3) The system as claimed in claim 1, wherein a vibrating unit 124 is installed in said chamber 111 for producing vibrational sensations to ensure uniform distribution of said supplements throughout said fodder before being dispensed to said cattle.

4) The system as claimed in claim 1, wherein said suction unit 120 is equipped with multiple suction pipes, each adaptable for generation of optimal pressure, for extraction of debris from different areas of said shelter based on amount and type of debris detected, by said primary imaging unit 103.

5) The system as claimed in claim 1, wherein said sensing module 110 includes but not limited to a FBG (Fibber Bragg Grating) sensor for detecting body 101 temperature, heart rate, and blood pressure, based on which said microcontroller compares and identifies said need of supplements.

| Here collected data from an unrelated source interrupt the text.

// SPDX-License-Identifier: AGPL-3.0-only
// Copyright (C) 2024 Jonathan Lee
// This program is free software: you can redistribute it and/or modify
// it under the terms of the GNU Affero General Public License version 3
// as published by the Free Software Foundation.
// This program is distributed in the hope that it will be useful,
// but WITHOUT ANY WARRANTY; without even the implied warranty of
// MERCHANTABILITY or FITNESS FOR A PARTICULAR PURPOSE.
// See the GNU Affero General Public License for more details.
// You should have received a copy of the GNU Affero General Public License
// along with this program. If not, see https://www.gnu.org/licenses/.

use super::resolve::{Adjustment, Resolution, Resolve};
use super::{CubeVariables, RuleVariables};
use crate::model::{DataCube, Dimension, DimensionKind, SeriesList, Split, Splits};

pub const NORMAL_PRIORITY_ACTION: i32 = 4;
pub const LOWEST_PRIORITY_ACTION: i32 = 0;
const SUGGESTED_SPLIT_DIMENSIONS: usize = 2;

/// Generators for the alternatives offered with a manual verdict.
pub struct Resolutions;

impl Resolutions {
    pub fn some_dimensions(data_cube: &DataCube) -> Vec<Resolution> {
        data_cube
            .dimensions_by_kind(DimensionKind::String)
            .into_iter()
            .take(SUGGESTED_SPLIT_DIMENSIONS)
            .map(|dimension| {
                Resolution::new(
                    format!("Add a split on {}", dimension.display_title()),
                    Adjustment::splits(Splits::from_dimension(dimension)),
                )
            })
            .collect()
    }

    pub fn default_selected_measures(data_cube: &DataCube) -> Vec<Resolution> {
        let measures = data_cube.default_measures();
        if measures.is_empty() {
            return Vec::new();
        }
        let titles: Vec<&str> = measures.iter().map(|m| m.display_title()).collect();
        vec![Resolution::new(
            format!("Select default measures: {}", titles.join(", ")),
            Adjustment::series(SeriesList::from_measures(measures.iter().copied())),
        )]
    }

    pub fn first_measure(data_cube: &DataCube) -> Vec<Resolution> {
        data_cube
            .measures
            .first()
            .map(|measure| {
                vec![Resolution::new(
                    format!("Select {}", measure.display_title()),
                    Adjustment::series(SeriesList::from_measures([measure])),
                )]
            })
            .unwrap_or_default()
    }

    pub fn split_on_instead<'a, I>(dimensions: I) -> Vec<Resolution>
    where
        I: IntoIterator<Item = &'a Dimension>,
    {
        dimensions
            .into_iter()
            .map(|dimension| {
                Resolution::new(
                    format!("Split on {} instead", dimension.display_title()),
                    Adjustment::splits(Splits::from_dimension(dimension)),
                )
            })
            .collect()
    }

    /// Suggests adding a split on dimensions not already split on.
    pub fn add_split_on<'a, I>(splits: &Splits, dimensions: I, count: usize) -> Vec<Resolution>
    where
        I: IntoIterator<Item = &'a Dimension>,
    {
        dimensions
            .into_iter()
            .filter(|dimension| !splits.has_split_on(dimension))
            .take(count)
            .map(|dimension| {
                Resolution::new(
                    format!("Add a split on {}", dimension.display_title()),
                    Adjustment::splits(splits.add_split(Split::from_dimension(dimension))),
                )
            })
            .collect()
    }

    pub fn remove_last_splits(splits: &Splits, keep: usize) -> Vec<Resolution> {
        let excess = splits.len().saturating_sub(keep);
        if excess == 0 {
            return Vec::new();
        }
        let description = if excess == 1 {
            "Remove last split".to_string()
        } else {
            format!("Remove last {excess} splits")
        };
        vec![Resolution::new(
            description,
            Adjustment::splits(splits.slice(0, keep)),
        )]
    }

    pub fn show_only_series(data_cube: &DataCube, series: &SeriesList) -> Vec<Resolution> {
        series
            .iter()
            .map(|s| {
                let title = data_cube
                    .get_measure(s.key())
                    .map_or(s.key(), |m| m.display_title());
                Resolution::new(
                    format!("Show only {title}"),
                    Adjustment::series(std::iter::once(s.clone()).collect()),
                )
            })
            .collect()
    }
}

/// Reusable actions shared by the visualization rule tables.
pub struct Actions;

impl Actions {
    pub fn ready(score: i32) -> impl Fn(&RuleVariables) -> Resolve + Send + Sync + 'static {
        move |_: &RuleVariables| Resolve::ready(score)
    }

    pub fn manual_dimension_selection(
        message: &str,
    ) -> impl Fn(&RuleVariables) -> Resolve + Send + Sync + 'static {
        let message = message.to_string();
        move |variables: &RuleVariables| {
            Resolve::manual(
                NORMAL_PRIORITY_ACTION,
                message.clone(),
                Resolutions::some_dimensions(&variables.data_cube),
            )
        }
    }

    pub fn remove_excessive_splits(
        visualization_title: &str,
    ) -> impl Fn(&RuleVariables) -> Resolve + Send + Sync + 'static {
        let title = visualization_title.to_string();
        move |variables: &RuleVariables| {
            let max_splits = variables.data_cube.max_splits();
            let kept = variables.splits.slice(0, max_splits);
            let removed: Vec<&str> = variables
                .splits
                .iter()
                .skip(max_splits)
                .map(|split| {
                    variables
                        .data_cube
                        .dimension(&split.reference)
                        .display_title()
                })
                .collect();
            Resolve::manual(
                NORMAL_PRIORITY_ACTION,
                format!("{title} supports only {max_splits} splits"),
                vec![Resolution::new(
                    format!("Remove excessive splits: {}", removed.join(", ")),
                    Adjustment::splits(kept),
                )],
            )
        }
    }

    pub fn manual_measures_selection<V>() -> impl Fn(&V) -> Resolve + Send + Sync + 'static
    where
        V: CubeVariables + 'static,
    {
        |variables: &V| {
            let data_cube = variables.data_cube();
            let defaults = Resolutions::default_selected_measures(data_cube);
            let resolutions = if defaults.is_empty() {
                Resolutions::first_measure(data_cube)
            } else {
                defaults
            };
            Resolve::manual(
                NORMAL_PRIORITY_ACTION,
                "At least one of the measures should be selected",
                resolutions,
            )
        }
    }
}
// SPDX-License-Identifier: AGPL-3.0-only
// Copyright (C) 2024 Jonathan Lee
// This program is free software: you can redistribute it and/or modify
// it under the terms of the GNU Affero General Public License version 3
// as published by the Free Software Foundation.
// This program is distributed in the hope that it will be useful,
// but WITHOUT ANY WARRANTY; without even the implied warranty of
// MERCHANTABILITY or FITNESS FOR A PARTICULAR PURPOSE.
// See the GNU Affero General Public License for more details.
// You should have received a copy of the GNU Affero General Public License
// along with this program. If not, see https://www.gnu.org/licenses/.

//! Split normalisation steps composed by the rule tables with [`thread`].

use crate::model::{Dimension, DimensionKind, SeriesList, Sort, SortDirection, Split, SplitType};

pub const COLOR_LIMITS: [u32; 5] = [3, 5, 7, 9, 10];
pub const DEFAULT_COLOR_LIMIT: u32 = 5;
pub const SELF_SORT_STRATEGY: &str = "self";

/// Passes `value` through `steps` left to right.
pub fn thread<T>(value: T, steps: &[&dyn Fn(T) -> T]) -> T {
    steps.iter().fold(value, |acc, step| step(acc))
}

/// Full range, naturally ordered: no limit, ascending on the split itself.
pub fn adjust_continuous_split(split: Split) -> Split {
    let sort = Sort::by_dimension(split.reference.clone(), SortDirection::Ascending);
    split.change_sort(sort).change_limit(None)
}

/// Snaps a limit outside `available_limits` to the first allowed value.
pub fn adjust_finite_limit(available_limits: Vec<Option<u32>>) -> impl Fn(Split) -> Split {
    let default_limit = available_limits.first().copied().flatten();
    adjust_finite_limit_with_default(available_limits, default_limit)
}

pub fn adjust_finite_limit_with_default(
    available_limits: Vec<Option<u32>>,
    default_limit: Option<u32>,
) -> impl Fn(Split) -> Split {
    move |split: Split| {
        if available_limits.contains(&split.limit) {
            split
        } else {
            split.change_limit(default_limit)
        }
    }
}

/// Limits declared on the dimension; time splits may also stay unlimited.
pub fn available_limits(dimension: &Dimension) -> Vec<Option<u32>> {
    let mut limits: Vec<Option<u32>> = dimension.limits.iter().copied().map(Some).collect();
    if dimension.kind == DimensionKind::Time {
        limits.push(None);
    }
    limits
}

pub fn adjust_limit(dimension: &Dimension) -> impl Fn(Split) -> Split {
    adjust_finite_limit(available_limits(dimension))
}

pub fn adjust_sort<'a>(
    dimension: &'a Dimension,
    series: &'a SeriesList,
) -> impl Fn(Split) -> Split + 'a {
    adjust_sort_within(dimension, series, vec![dimension.name.clone()])
}

/// Repairs a dimension sort that points outside `available_dimensions`.
///
/// Series sorts and dimension sorts on an available dimension pass through.
/// Otherwise the dimension's sort strategy picks the replacement, falling back
/// to the first series for string splits and to the dimension itself for the
/// rest. Replacements are always descending.
pub fn adjust_sort_within<'a>(
    dimension: &'a Dimension,
    series: &'a SeriesList,
    available_dimensions: Vec<String>,
) -> impl Fn(Split) -> Split + 'a {
    move |split: Split| {
        let reference = match &split.sort {
            Sort::Series(_) => return split,
            Sort::Dimension(sort) => sort.reference.as_str(),
        };
        if available_dimensions.iter().any(|d| d == reference) {
            return split;
        }
        let self_sort = Sort::by_dimension(dimension.name.clone(), SortDirection::Descending);
        if let Some(strategy) = dimension.sort_strategy.as_deref() {
            if strategy == SELF_SORT_STRATEGY || strategy == split.reference {
                return split.change_sort(self_sort);
            }
            if series.has_measure_series(strategy) {
                return split.change_sort(Sort::by_series(strategy, SortDirection::Descending));
            }
        }
        match (split.split_type, series.first()) {
            (SplitType::String, Some(first)) => {
                let sort = Sort::by_series(first.key(), SortDirection::Descending);
                split.change_sort(sort)
            }
            _ => split.change_sort(self_sort),
        }
    }
}

/// Colour limits that fit the palette, or the palette size when none do.
pub fn color_limits(colors: &[String]) -> Vec<u32> {
    let palette = u32::try_from(colors.len()).unwrap_or(u32::MAX);
    let limits: Vec<u32> = COLOR_LIMITS
        .iter()
        .copied()
        .filter(|limit| *limit <= palette)
        .collect();
    if limits.is_empty() {
        vec![palette.max(1)]
    } else {
        limits
    }
}

pub fn adjust_color_split(
    split: Split,
    dimension: &Dimension,
    series: &SeriesList,
    colors: &[String],
) -> Split {
    let limits = color_limits(colors);
    let default_limit = limits
        .iter()
        .copied()
        .filter(|limit| *limit <= DEFAULT_COLOR_LIMIT)
        .max()
        .or_else(|| limits.first().copied());
    let available = limits.into_iter().map(Some).collect();
    thread(
        split,
        &[
            &adjust_sort(dimension, series),
            &adjust_finite_limit_with_default(available, default_limit),
        ],
    )
}
// SPDX-License-Identifier: AGPL-3.0-only
// Copyright (C) 2024 Jonathan Lee
// This program is free software: you can redistribute it and/or modify
// it under the terms of the GNU Affero General Public License version 3
// as published by the Free Software Foundation.
// This program is distributed in the hope that it will be useful,
// but WITHOUT ANY WARRANTY; without even the implied warranty of
// MERCHANTABILITY or FITNESS FOR A PARTICULAR PURPOSE.
// See the GNU Affero General Public License for more details.
// You should have received a copy of the GNU Affero General Public License
// along with this program. If not, see https://www.gnu.org/licenses/.

use super::{VisualizationManifest, VisualizationSettings};
use crate::rules::adjustments::{adjust_limit, adjust_sort, thread};
use crate::rules::predicates::{no_splits, supported_splits_count};
use crate::rules::{Actions, Adjustment, Resolve, RuleVariables, VisualizationRulesBuilder};
use serde_json::json;

pub const NAME: &str = "table";
pub const TITLE: &str = "Table";

fn normalise(variables: &RuleVariables) -> Resolve {
    let RuleVariables {
        data_cube,
        splits,
        series,
        is_selected_visualization,
        ..
    } = variables;
    let new_splits = splits.map(|split| {
        let dimension = data_cube.dimension(&split.reference);
        thread(
            split.clone(),
            &[&adjust_limit(dimension), &adjust_sort(dimension, series)],
        )
    });
    if &new_splits == splits {
        Resolve::ready(if *is_selected_visualization { 10 } else { 8 })
    } else {
        Resolve::automatic(6, Adjustment::splits(new_splits))
    }
}

pub fn manifest() -> VisualizationManifest {
    let evaluator = VisualizationRulesBuilder::empty()
        .when(no_splits())
        .then(Actions::manual_dimension_selection(
            "The Table requires at least one split",
        ))
        .when(supported_splits_count())
        .then(Actions::remove_excessive_splits(TITLE))
        .otherwise(normalise)
        .build();
    VisualizationManifest::new(
        NAME,
        TITLE,
        evaluator,
        VisualizationSettings::new(json!({ "collapseRows": false })),
    )
}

6) The system as claimed in claim 1, wherein said sensing module 110 further includes an acoustic sensor and an air quality sensor for detecting chewing and rumination patterns of said cattle to detect digestion issues, along with methane emissions affecting said cattle’s health, respectively, based on which said microcontroller generates a wireless notification to said computing unit for notifying said user.

7) The system as claimed in claim 1, wherein said inspection unit 107 includes but not limited to an ultrasonic sensor, a thermal camera, a moisture sensor for detecting abnormal tissue changes or foetal heartrate irregularities, identifying temperature variations indicative of potential health issues like mastitis and joint pain, and monitors skin for excessive dampness, signally bacterial infections, respectively, along with generating timely alerts to enable early intervention and preventive care.

8) The system as claimed in claim 1, wherein said primary imaging unit 103 is configured to scan new born calf, for detecting any signs of infections such as diarrhoea, fever or weakness, and generates a wireless notification to said computing unit for prompting immediate preventive action.

9) The system as claimed in claim 1, wherein a battery is associated with said system for powering up electrical and electronically operated components associated with said system.